* [AIM OF THE EXERCISE] Return every line of the data below that includes the string "SessionRecord".

* [DATASET CONTENT]
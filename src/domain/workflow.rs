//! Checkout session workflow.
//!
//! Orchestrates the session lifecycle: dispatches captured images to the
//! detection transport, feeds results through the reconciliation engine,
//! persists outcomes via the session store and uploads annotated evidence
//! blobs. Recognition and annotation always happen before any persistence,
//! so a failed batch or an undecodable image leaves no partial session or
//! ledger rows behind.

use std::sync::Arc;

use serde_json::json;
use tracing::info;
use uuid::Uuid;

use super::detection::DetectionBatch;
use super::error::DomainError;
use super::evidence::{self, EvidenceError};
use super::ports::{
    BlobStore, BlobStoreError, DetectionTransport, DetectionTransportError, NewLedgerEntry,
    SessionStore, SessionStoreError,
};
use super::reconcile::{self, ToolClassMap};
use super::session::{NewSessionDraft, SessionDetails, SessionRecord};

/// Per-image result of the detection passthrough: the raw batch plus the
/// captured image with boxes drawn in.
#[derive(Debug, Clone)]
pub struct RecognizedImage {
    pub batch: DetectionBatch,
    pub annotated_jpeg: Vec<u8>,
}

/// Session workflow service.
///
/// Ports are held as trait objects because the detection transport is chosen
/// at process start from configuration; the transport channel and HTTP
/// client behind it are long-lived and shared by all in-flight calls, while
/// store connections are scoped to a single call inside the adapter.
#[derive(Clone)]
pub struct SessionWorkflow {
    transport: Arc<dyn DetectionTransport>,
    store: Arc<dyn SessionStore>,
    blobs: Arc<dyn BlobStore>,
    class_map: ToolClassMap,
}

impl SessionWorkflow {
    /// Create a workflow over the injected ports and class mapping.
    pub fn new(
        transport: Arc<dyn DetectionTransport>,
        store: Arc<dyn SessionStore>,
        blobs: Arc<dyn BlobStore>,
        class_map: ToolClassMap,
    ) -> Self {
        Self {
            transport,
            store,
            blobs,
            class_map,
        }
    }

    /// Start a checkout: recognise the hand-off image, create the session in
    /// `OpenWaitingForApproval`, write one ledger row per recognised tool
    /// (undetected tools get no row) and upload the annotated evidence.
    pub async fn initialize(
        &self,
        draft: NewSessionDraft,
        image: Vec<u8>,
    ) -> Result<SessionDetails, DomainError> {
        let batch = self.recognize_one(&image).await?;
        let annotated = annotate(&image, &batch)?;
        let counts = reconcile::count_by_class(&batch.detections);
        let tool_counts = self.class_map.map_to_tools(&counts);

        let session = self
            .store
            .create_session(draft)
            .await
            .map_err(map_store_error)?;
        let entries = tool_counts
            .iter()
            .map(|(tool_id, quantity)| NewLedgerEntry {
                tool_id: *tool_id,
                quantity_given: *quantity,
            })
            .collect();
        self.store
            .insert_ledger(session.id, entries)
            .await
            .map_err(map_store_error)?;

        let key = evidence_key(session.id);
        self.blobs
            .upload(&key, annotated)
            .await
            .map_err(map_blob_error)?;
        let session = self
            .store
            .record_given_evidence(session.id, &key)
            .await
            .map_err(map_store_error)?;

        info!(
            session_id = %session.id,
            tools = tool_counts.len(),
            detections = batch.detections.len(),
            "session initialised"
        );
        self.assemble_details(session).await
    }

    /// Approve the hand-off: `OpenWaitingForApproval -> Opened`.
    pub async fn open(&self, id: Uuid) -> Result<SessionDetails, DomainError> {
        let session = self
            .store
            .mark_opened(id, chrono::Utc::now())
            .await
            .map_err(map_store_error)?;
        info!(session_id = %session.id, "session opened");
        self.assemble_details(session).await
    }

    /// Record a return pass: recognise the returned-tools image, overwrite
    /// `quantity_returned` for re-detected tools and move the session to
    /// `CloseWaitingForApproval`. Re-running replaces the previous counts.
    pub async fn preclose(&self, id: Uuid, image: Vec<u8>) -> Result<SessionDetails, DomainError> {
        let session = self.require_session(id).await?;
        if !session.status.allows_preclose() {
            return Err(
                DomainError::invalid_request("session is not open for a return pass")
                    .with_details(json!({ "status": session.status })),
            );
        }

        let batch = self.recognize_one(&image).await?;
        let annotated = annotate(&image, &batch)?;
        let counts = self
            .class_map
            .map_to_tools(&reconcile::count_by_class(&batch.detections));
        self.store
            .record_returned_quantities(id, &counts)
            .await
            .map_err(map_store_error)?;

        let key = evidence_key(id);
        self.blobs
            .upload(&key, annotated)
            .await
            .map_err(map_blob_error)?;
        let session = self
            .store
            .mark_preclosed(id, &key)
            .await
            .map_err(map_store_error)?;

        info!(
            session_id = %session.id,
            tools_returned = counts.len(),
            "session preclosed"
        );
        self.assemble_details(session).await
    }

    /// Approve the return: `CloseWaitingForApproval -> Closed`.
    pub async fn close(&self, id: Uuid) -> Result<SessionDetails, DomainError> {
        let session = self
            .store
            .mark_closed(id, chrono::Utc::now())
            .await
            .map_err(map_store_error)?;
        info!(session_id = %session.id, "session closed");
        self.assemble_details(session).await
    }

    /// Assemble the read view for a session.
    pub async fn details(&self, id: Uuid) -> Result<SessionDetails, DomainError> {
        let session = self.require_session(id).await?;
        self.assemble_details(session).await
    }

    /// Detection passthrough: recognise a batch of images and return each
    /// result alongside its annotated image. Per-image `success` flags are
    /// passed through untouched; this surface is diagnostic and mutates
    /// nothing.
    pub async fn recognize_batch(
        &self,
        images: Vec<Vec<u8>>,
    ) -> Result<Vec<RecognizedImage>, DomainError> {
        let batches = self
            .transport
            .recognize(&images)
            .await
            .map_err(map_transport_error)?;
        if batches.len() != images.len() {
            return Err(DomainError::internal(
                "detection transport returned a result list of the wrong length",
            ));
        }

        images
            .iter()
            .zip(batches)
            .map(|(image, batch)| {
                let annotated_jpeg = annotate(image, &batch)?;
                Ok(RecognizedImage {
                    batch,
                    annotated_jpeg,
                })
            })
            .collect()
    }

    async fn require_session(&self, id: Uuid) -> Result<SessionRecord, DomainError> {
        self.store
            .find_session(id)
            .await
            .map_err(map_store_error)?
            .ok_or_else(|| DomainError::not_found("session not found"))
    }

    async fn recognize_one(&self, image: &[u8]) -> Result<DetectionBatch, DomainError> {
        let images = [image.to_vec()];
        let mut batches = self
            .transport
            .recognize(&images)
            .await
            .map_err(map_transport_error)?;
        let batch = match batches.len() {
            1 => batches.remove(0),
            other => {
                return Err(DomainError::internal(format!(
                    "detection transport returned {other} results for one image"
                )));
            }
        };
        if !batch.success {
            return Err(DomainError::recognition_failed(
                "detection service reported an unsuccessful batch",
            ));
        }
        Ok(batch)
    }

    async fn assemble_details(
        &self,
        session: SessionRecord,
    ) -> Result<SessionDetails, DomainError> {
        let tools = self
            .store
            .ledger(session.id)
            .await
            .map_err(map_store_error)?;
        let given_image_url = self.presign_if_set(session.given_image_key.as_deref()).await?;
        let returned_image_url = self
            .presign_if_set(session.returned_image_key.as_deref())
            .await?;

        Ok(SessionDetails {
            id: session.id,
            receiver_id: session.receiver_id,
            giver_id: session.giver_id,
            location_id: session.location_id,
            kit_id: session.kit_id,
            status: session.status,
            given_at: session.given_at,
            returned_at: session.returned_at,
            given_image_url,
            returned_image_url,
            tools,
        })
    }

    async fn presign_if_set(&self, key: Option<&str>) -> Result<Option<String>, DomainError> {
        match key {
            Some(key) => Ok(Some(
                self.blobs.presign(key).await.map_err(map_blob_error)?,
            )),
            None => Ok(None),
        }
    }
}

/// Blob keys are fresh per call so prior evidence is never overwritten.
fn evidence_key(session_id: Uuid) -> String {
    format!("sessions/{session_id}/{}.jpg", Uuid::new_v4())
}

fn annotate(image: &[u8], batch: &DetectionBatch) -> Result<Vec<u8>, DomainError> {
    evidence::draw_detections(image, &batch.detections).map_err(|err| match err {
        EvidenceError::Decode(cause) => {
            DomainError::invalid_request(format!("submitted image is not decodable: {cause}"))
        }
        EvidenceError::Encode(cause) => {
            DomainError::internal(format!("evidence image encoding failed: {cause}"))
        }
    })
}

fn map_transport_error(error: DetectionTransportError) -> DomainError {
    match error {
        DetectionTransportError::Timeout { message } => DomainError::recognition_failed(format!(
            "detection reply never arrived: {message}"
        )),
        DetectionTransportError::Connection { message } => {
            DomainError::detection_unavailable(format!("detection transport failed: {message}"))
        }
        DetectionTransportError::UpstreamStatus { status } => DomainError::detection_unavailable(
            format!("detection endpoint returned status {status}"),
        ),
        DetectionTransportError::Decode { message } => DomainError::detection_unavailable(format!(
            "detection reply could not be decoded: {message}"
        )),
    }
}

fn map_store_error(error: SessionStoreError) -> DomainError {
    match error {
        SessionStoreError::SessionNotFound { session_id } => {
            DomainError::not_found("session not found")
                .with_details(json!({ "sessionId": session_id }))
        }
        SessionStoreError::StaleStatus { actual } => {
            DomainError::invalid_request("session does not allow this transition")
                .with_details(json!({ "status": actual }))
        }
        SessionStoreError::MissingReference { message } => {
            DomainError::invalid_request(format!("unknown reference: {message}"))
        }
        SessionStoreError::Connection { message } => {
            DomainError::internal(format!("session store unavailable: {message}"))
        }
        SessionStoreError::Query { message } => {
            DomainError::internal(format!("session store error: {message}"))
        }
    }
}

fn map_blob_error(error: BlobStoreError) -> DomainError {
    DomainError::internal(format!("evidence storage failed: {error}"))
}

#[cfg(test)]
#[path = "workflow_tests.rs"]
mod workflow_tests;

* [RESPONSE TO THE TASK]
use super::session::{NewSessionDraft, SessionDetails, SessionRecord};
    async fn require_session(&self, id: Uuid) -> Result<SessionRecord, DomainError> {
        session: SessionRecord,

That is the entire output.